Stored records
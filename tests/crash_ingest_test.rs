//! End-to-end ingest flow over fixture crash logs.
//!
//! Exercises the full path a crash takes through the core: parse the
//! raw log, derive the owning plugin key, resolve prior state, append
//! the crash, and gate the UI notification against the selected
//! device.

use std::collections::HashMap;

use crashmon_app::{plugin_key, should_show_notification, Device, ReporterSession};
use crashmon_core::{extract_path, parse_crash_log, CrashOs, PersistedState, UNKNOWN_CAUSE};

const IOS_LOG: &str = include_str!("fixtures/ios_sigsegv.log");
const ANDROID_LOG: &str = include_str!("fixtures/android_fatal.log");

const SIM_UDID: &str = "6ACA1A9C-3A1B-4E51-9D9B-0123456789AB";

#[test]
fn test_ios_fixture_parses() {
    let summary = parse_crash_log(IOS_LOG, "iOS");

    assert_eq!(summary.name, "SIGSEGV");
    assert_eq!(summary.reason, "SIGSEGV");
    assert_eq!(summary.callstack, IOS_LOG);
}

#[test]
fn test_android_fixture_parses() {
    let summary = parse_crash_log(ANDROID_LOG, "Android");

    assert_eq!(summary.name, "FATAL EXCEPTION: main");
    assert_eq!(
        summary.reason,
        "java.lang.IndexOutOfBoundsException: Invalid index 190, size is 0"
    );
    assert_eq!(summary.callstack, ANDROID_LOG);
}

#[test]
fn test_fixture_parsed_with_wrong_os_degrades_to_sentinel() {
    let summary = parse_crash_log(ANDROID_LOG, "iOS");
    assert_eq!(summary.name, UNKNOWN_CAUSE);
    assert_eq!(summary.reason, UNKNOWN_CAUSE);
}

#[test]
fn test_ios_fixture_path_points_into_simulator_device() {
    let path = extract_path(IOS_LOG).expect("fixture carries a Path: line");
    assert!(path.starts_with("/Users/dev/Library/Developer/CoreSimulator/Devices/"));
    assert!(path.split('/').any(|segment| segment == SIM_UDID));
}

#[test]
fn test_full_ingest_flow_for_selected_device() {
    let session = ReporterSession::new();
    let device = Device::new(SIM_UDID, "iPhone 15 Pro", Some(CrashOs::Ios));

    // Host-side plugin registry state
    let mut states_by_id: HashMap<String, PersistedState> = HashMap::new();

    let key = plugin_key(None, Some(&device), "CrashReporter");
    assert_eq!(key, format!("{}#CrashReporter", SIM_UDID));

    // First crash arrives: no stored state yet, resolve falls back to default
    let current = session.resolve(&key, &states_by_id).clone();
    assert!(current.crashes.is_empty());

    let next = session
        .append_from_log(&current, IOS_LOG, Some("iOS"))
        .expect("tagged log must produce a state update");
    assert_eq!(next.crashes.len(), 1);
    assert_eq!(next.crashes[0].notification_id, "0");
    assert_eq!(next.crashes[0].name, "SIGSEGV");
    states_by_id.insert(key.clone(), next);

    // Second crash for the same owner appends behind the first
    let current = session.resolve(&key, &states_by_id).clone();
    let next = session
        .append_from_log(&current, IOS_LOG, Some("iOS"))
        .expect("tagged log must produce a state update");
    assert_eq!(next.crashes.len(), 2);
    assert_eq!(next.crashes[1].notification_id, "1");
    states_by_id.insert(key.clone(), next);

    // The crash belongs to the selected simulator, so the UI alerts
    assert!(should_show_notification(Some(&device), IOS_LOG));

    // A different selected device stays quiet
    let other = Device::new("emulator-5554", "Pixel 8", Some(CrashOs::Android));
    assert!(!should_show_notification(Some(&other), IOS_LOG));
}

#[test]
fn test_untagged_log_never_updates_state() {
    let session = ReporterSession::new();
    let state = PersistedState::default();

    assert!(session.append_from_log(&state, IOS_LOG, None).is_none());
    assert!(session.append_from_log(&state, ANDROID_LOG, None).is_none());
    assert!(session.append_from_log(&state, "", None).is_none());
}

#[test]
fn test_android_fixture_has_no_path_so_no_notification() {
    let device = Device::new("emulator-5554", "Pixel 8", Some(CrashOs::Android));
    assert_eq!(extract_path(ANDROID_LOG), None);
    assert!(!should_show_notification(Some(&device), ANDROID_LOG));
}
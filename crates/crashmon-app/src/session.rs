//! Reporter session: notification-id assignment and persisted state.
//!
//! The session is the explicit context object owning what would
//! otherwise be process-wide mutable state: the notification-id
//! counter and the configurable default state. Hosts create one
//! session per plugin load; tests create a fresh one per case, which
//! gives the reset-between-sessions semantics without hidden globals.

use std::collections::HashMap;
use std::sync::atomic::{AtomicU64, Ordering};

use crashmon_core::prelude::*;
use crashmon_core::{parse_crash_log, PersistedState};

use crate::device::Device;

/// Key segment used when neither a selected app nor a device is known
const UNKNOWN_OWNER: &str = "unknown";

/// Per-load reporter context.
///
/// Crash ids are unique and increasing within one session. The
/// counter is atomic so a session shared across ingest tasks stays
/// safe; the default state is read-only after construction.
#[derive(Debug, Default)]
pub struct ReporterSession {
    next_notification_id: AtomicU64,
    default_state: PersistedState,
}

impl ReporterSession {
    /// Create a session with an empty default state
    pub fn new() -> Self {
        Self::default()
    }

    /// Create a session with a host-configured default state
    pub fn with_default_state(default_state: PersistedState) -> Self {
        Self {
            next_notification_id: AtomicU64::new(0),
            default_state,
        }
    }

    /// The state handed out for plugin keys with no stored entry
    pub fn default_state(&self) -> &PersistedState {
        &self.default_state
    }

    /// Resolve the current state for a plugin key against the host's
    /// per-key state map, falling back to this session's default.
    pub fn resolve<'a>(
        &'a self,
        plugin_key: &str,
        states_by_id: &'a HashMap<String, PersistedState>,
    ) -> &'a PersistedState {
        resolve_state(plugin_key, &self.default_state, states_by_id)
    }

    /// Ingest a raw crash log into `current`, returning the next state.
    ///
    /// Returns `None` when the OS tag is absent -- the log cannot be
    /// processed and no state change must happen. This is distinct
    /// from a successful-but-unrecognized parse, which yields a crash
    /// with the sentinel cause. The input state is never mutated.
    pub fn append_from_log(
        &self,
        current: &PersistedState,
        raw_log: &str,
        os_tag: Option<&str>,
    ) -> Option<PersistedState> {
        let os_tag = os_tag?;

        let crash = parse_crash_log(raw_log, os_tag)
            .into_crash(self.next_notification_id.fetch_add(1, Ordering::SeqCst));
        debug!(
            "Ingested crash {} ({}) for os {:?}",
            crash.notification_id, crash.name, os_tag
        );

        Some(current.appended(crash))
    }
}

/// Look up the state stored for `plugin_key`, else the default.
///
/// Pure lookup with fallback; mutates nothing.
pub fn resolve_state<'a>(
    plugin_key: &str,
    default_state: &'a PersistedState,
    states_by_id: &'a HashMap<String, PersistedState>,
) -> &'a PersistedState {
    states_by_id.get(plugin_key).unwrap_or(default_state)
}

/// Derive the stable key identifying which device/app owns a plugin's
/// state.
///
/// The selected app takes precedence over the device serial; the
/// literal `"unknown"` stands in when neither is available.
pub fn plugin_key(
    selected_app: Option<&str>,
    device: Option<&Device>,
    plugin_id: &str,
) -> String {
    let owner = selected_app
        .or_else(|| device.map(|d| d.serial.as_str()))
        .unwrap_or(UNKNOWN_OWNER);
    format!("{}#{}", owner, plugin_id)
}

The task: Output the records again in full. Keep every character as written.

Solution to the problem:
filename tests/crash_ingest_test.rs
//! End-to-end ingest flow over fixture crash logs.
//!
//! Exercises the full path a crash takes through the core: parse the
//! raw log, derive the owning plugin key, resolve prior state, append
//! the crash, and gate the UI notification against the selected
//! device.

use std::collections::HashMap;

use crashmon_app::{plugin_key, should_show_notification, Device, ReporterSession};
use crashmon_core::{extract_path, parse_crash_log, CrashOs, PersistedState, UNKNOWN_CAUSE};

const IOS_LOG: &str = include_str!("fixtures/ios_sigsegv.log");
const ANDROID_LOG: &str = include_str!("fixtures/android_fatal.log");

const SIM_UDID: &str = "6ACA1A9C-3A1B-4E51-9D9B-0123456789AB";

#[test]
fn test_ios_fixture_parses() {
    let summary = parse_crash_log(IOS_LOG, "iOS");

    assert_eq!(summary.name, "SIGSEGV");
    assert_eq!(summary.reason, "SIGSEGV");
    assert_eq!(summary.callstack, IOS_LOG);
}

#[test]
fn test_android_fixture_parses() {
    let summary = parse_crash_log(ANDROID_LOG, "Android");

    assert_eq!(summary.name, "FATAL EXCEPTION: main");
    assert_eq!(
        summary.reason,
        "java.lang.IndexOutOfBoundsException: Invalid index 190, size is 0"
    );
    assert_eq!(summary.callstack, ANDROID_LOG);
}

#[test]
fn test_fixture_parsed_with_wrong_os_degrades_to_sentinel() {
    let summary = parse_crash_log(ANDROID_LOG, "iOS");
    assert_eq!(summary.name, UNKNOWN_CAUSE);
    assert_eq!(summary.reason, UNKNOWN_CAUSE);
}

#[test]
fn test_ios_fixture_path_points_into_simulator_device() {
    let path = extract_path(IOS_LOG).expect("fixture carries a Path: line");
    assert!(path.starts_with("/Users/dev/Library/Developer/CoreSimulator/Devices/"));
    assert!(path.split('/').any(|segment| segment == SIM_UDID));
}

#[test]
fn test_full_ingest_flow_for_selected_device() {
    let session = ReporterSession::new();
    let device = Device::new(SIM_UDID, "iPhone 15 Pro", Some(CrashOs::Ios));

    // Host-side plugin registry state
    let mut states_by_id: HashMap<String, PersistedState> = HashMap::new();

    let key = plugin_key(None, Some(&device), "CrashReporter");
    assert_eq!(key, format!("{}#CrashReporter", SIM_UDID));

    // First crash arrives: no stored state yet, resolve falls back to default
    let current = session.resolve(&key, &states_by_id).clone();
    assert!(current.crashes.is_empty());

    let next = session
        .append_from_log(&current, IOS_LOG, Some("iOS"))
        .expect("tagged log must produce a state update");
    assert_eq!(next.crashes.len(), 1);
    assert_eq!(next.crashes[0].notification_id, "0");
    assert_eq!(next.crashes[0].name, "SIGSEGV");
    states_by_id.insert(key.clone(), next);

    // Second crash for the same owner appends behind the first
    let current = session.resolve(&key, &states_by_id).clone();
    let next = session
        .append_from_log(&current, IOS_LOG, Some("iOS"))
        .expect("tagged log must produce a state update");
    assert_eq!(next.crashes.len(), 2);
    assert_eq!(next.crashes[1].notification_id, "1");
    states_by_id.insert(key.clone(), next);

    // The crash belongs to the selected simulator, so the UI alerts
    assert!(should_show_notification(Some(&device), IOS_LOG));

    // A different selected device stays quiet
    let other = Device::new("emulator-5554", "Pixel 8", Some(CrashOs::Android));
    assert!(!should_show_notification(Some(&other), IOS_LOG));
}

#[test]
fn test_untagged_log_never_updates_state() {
    let session = ReporterSession::new();
    let state = PersistedState::default();

    assert!(session.append_from_log(&state, IOS_LOG, None).is_none());
    assert!(session.append_from_log(&state, ANDROID_LOG, None).is_none());
    assert!(session.append_from_log(&state, "", None).is_none());
}

#[test]
fn test_android_fixture_has_no_path_so_no_notification() {
    let device = Device::new("emulator-5554", "Pixel 8", Some(CrashOs::Android));
    assert_eq!(extract_path(ANDROID_LOG), None);
    assert!(!should_show_notification(Some(&device), ANDROID_LOG));
}
filename crates/crashmon-app/src/session.rs
//! Reporter session: notification-id assignment and persisted state.
//!
//! The session is the explicit context object owning what would
//! otherwise be process-wide mutable state: the notification-id
//! counter and the configurable default state. Hosts create one
//! session per plugin load; tests create a fresh one per case, which
//! gives the reset-between-sessions semantics without hidden globals.

use std::collections::HashMap;
use std::sync::atomic::{AtomicU64, Ordering};

use crashmon_core::prelude::*;
use crashmon_core::{parse_crash_log, PersistedState};

use crate::device::Device;

/// Key segment used when neither a selected app nor a device is known
const UNKNOWN_OWNER: &str = "unknown";

/// Per-load reporter context.
///
/// Crash ids are unique and increasing within one session. The
/// counter is atomic so a session shared across ingest tasks stays
/// safe; the default state is read-only after construction.
#[derive(Debug, Default)]
pub struct ReporterSession {
    next_notification_id: AtomicU64,
    default_state: PersistedState,
}

impl ReporterSession {
    /// Create a session with an empty default state
    pub fn new() -> Self {
        Self::default()
    }

    /// Create a session with a host-configured default state
    pub fn with_default_state(default_state: PersistedState) -> Self {
        Self {
            next_notification_id: AtomicU64::new(0),
            default_state,
        }
    }

    /// The state handed out for plugin keys with no stored entry
    pub fn default_state(&self) -> &PersistedState {
        &self.default_state
    }

    /// Resolve the current state for a plugin key against the host's
    /// per-key state map, falling back to this session's default.
    pub fn resolve<'a>(
        &'a self,
        plugin_key: &str,
        states_by_id: &'a HashMap<String, PersistedState>,
    ) -> &'a PersistedState {
        resolve_state(plugin_key, &self.default_state, states_by_id)
    }

    /// Ingest a raw crash log into `current`, returning the next state.
    ///
    /// Returns `None` when the OS tag is absent -- the log cannot be
    /// processed and no state change must happen. This is distinct
    /// from a successful-but-unrecognized parse, which yields a crash
    /// with the sentinel cause. The input state is never mutated.
    pub fn append_from_log(
        &self,
        current: &PersistedState,
        raw_log: &str,
        os_tag: Option<&str>,
    ) -> Option<PersistedState> {
        let os_tag = os_tag?;

        let crash = parse_crash_log(raw_log, os_tag)
            .into_crash(self.next_notification_id.fetch_add(1, Ordering::SeqCst));
        debug!(
            "Ingested crash {} ({}) for os {:?}",
            crash.notification_id, crash.name, os_tag
        );

        Some(current.appended(crash))
    }
}

/// Look up the state stored for `plugin_key`, else the default.
///
/// Pure lookup with fallback; mutates nothing.
pub fn resolve_state<'a>(
    plugin_key: &str,
    default_state: &'a PersistedState,
    states_by_id: &'a HashMap<String, PersistedState>,
) -> &'a PersistedState {
    states_by_id.get(plugin_key).unwrap_or(default_state)
}

/// Derive the stable key identifying which device/app owns a plugin's
/// state.
///
/// The selected app takes precedence over the device serial; the
/// literal `"unknown"` stands in when neither is available.
pub fn plugin_key(
    selected_app: Option<&str>,
    device: Option<&Device>,
    plugin_id: &str,
) -> String {
    let owner = selected_app
        .or_else(|| device.map(|d| d.serial.as_str()))
        .unwrap_or(UNKNOWN_OWNER);
    format!("{}#{}", owner, plugin_id)
}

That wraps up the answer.